Tony agreed on this one. He said :

-So … As soon as they see us in a compromising position …

The Trickster's eyes sparked in a way that would have made Tony run and hide if it had been directed against him. He whispered :

-Natasha is coming.

And then Loki kissed him and … Oh … _Oh_

Good.

Very interesting.

Where did he learn to do _that _with his tongue ?

They were just making out like teenagers and … Wait. No, teenagers didn't put their hands _there _when they were making out – at least Tony hoped so because it would crush his innocence.

Tony found Loki's belt and undid it and suddenly they were both on the bed and Tony never thought that playing a prank to their friends would be so pleasant.

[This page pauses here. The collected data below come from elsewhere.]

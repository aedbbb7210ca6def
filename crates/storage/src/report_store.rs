// In crates/storage/src/report_store.rs

use chrono::NaiveDate;
use core_types::{ApacComments, DailyReport, Metrics, Sector, SectorRecap};
use std::sync::Arc;

use crate::clock::Clock;
use crate::kv::{KeyValueStore, keys};
use crate::tier::{self, DraftTier, DurableDrafts, VolatileTodayStore};

/// The persistence layer. Routes every read and write to the volatile tier
/// when its date is today and to durable drafts otherwise, and assembles
/// `DailyReport`s on demand.
///
/// Construct one per process (or per test) and pass it to whatever needs it.
pub struct ReportStore {
    today: VolatileTodayStore,
    drafts: DurableDrafts,
    kv: Arc<dyn KeyValueStore>,
    clock: Arc<dyn Clock>,
    seed: Vec<DailyReport>,
}

impl ReportStore {
    /// Creates a store.
    ///
    /// # Arguments
    ///
    /// * `kv`: The durable key-value store for drafts and saved history.
    /// * `clock`: Decides what "today" is, asked afresh on every call.
    /// * `seed`: Synthetic history merged beneath everything the user saves.
    pub fn new(kv: Arc<dyn KeyValueStore>, clock: Arc<dyn Clock>, seed: Vec<DailyReport>) -> Self {
        Self {
            today: VolatileTodayStore::new(),
            drafts: DurableDrafts::new(kv.clone()),
            kv,
            clock,
            seed,
        }
    }

    pub fn clock(&self) -> &Arc<dyn Clock> {
        &self.clock
    }

    pub fn todays_date(&self) -> NaiveDate {
        self.clock.today()
    }

    pub fn is_todays_date(&self, date: NaiveDate) -> bool {
        date == self.todays_date()
    }

    // --- Tier routing ---

    fn tier(&self, date: NaiveDate) -> &dyn DraftTier {
        if self.is_todays_date(date) {
            &self.today
        } else {
            &self.drafts
        }
    }

    fn tier_mut(&mut self, date: NaiveDate) -> &mut dyn DraftTier {
        if self.is_todays_date(date) {
            tracing::debug!(%date, "Routing to the volatile tier.");
            &mut self.today
        } else {
            tracing::debug!(%date, "Routing to durable drafts.");
            &mut self.drafts
        }
    }

    /// Saves a recap, replacing any earlier one for its sector.
    pub fn set_sector_recap(&mut self, recap: SectorRecap) {
        self.tier_mut(recap.date).set_sector_recap(recap);
    }

    pub fn sector_recap(&self, sector: Sector, date: NaiveDate) -> Option<SectorRecap> {
        self.tier(date).sector_recap(sector, date)
    }

    /// Every recap held for `date` by the tier that owns it.
    pub fn all_sector_recaps(&self, date: NaiveDate) -> Vec<SectorRecap> {
        self.tier(date).sector_recaps(date)
    }

    pub fn set_apac_comments(&mut self, comments: ApacComments) {
        self.tier_mut(comments.date).set_apac_comments(comments);
    }

    pub fn apac_comments(&self, date: NaiveDate) -> Option<ApacComments> {
        self.tier(date).apac_comments(date)
    }

    // --- Report assembly ---

    /// Today's live report, or `None` when nothing has been entered today
    /// (the caller should fall back to seed data).
    ///
    /// Explicit APAC comments win; otherwise they are derived by summing the
    /// sector recaps, with an empty commentary.
    pub fn todays_report(&self) -> Option<DailyReport> {
        let today = self.todays_date();
        let recaps = self.today.sector_recaps(today);
        let apac = self.today.apac_comments(today);

        if recaps.is_empty() && apac.is_none() {
            return None;
        }

        let apac_comments = apac.unwrap_or_else(|| {
            let totals: Metrics = recaps.iter().map(|r| r.metrics).sum();
            ApacComments::from_totals(totals, today)
        });

        let now = self.clock.now();
        Some(DailyReport {
            date: today,
            apac_comments,
            sector_recaps: recaps,
            created_at: now,
            last_modified: now,
        })
    }

    /// Seed data plus user-saved reports, with today's live report
    /// replacing anything else for today. Sorted newest first, one report per
    /// date.
    pub fn historical_data(&self) -> Vec<DailyReport> {
        let mut reports = self.seed.clone();

        for saved in self.saved_history() {
            upsert_by_date(&mut reports, saved);
        }

        if let Some(live) = self.todays_report() {
            upsert_by_date(&mut reports, live);
        }

        reports.sort_by(|a, b| b.date.cmp(&a.date));
        reports
    }

    /// The live report for today; any other date is looked up in
    /// [`ReportStore::historical_data`].
    pub fn report_by_date(&self, date: NaiveDate) -> Option<DailyReport> {
        if self.is_todays_date(date) {
            return self.todays_report();
        }
        self.historical_data().into_iter().find(|r| r.date == date)
    }

    // --- Saved history and the current-report slot ---

    /// Reports the user has explicitly saved. Seed data is never stored.
    pub fn saved_history(&self) -> Vec<DailyReport> {
        tier::read_json(self.kv.as_ref(), keys::HISTORICAL_DATA).unwrap_or_default()
    }

    /// True when the seed data already has a report for `date`.
    pub fn is_seed_date(&self, date: NaiveDate) -> bool {
        self.seed.iter().any(|r| r.date == date)
    }

    /// Saves a finished report, replacing any saved report for the same date.
    ///
    /// Dates covered by seed data are never stored; returns `false` when the
    /// report was skipped for that reason.
    pub fn save_to_history(&mut self, report: DailyReport) -> bool {
        let date = report.date;
        let mut saved = self.saved_history();
        upsert_by_date(&mut saved, report);
        saved.retain(|r| !self.is_seed_date(r.date));

        let stored = !self.is_seed_date(date);
        if stored {
            tracing::info!(%date, "Saving report to history.");
        } else {
            tracing::info!(%date, "Date is covered by seed data, not saving to history.");
        }
        tier::write_json(self.kv.as_ref(), keys::HISTORICAL_DATA, &saved);
        stored
    }

    pub fn current_report(&self) -> Option<DailyReport> {
        tier::read_json(self.kv.as_ref(), keys::CURRENT_REPORT)
    }

    pub fn save_current_report(&mut self, report: &DailyReport) {
        tier::write_json(self.kv.as_ref(), keys::CURRENT_REPORT, report);
    }

    /// Re-dates a sample report to today, stamps it, and stores it as the
    /// current report.
    pub fn initialize_today_with_sample(&mut self, sample: DailyReport) -> DailyReport {
        let today = self.todays_date();
        let now = self.clock.now();

        let mut report = sample;
        report.date = today;
        report.apac_comments.date = today;
        for recap in &mut report.sector_recaps {
            recap.date = today;
        }
        report.created_at = now;
        report.last_modified = now;

        self.save_current_report(&report);
        report
    }

    // --- Clearing ---

    /// Wipes durable drafts and the current-report slot. Today's volatile
    /// entries and saved history are kept.
    pub fn clear_drafts(&mut self) {
        tracing::info!("Clearing durable drafts.");
        self.drafts.clear();
        tier::remove_key(self.kv.as_ref(), keys::CURRENT_REPORT);
    }

    /// Wipes today's volatile entries only.
    pub fn clear_today(&mut self) {
        tracing::info!("Clearing today's live entries.");
        self.today.clear();
    }

    /// Wipes both tiers and every durable key, saved history included.
    pub fn clear_all(&mut self) {
        self.clear_today();
        for key in keys::ALL {
            tier::remove_key(self.kv.as_ref(), key);
        }
    }
}

fn upsert_by_date(reports: &mut Vec<DailyReport>, report: DailyReport) {
    match reports.iter_mut().find(|r| r.date == report.date) {
        Some(existing) => *existing = report,
        None => reports.push(report),
    }
}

The blood was pounding in his ears but he heard the door open nonetheless and then Natasha squealed – yes, just like a fangirl. She screamed something like and suddenly everybody was here trying to enter the room – and Clint even said "get a room" which was stupid because they were actually already in a bloody room – and that's when Tony just realized they were _happy _and _proud _as if they had just set all this up.

-So they really are the stupidest people I've ever met, Loki muttered, eyes dark and full of – _oh._

And then, the door was closed and Clint screamed :

-I hope you know where to put it, Stark !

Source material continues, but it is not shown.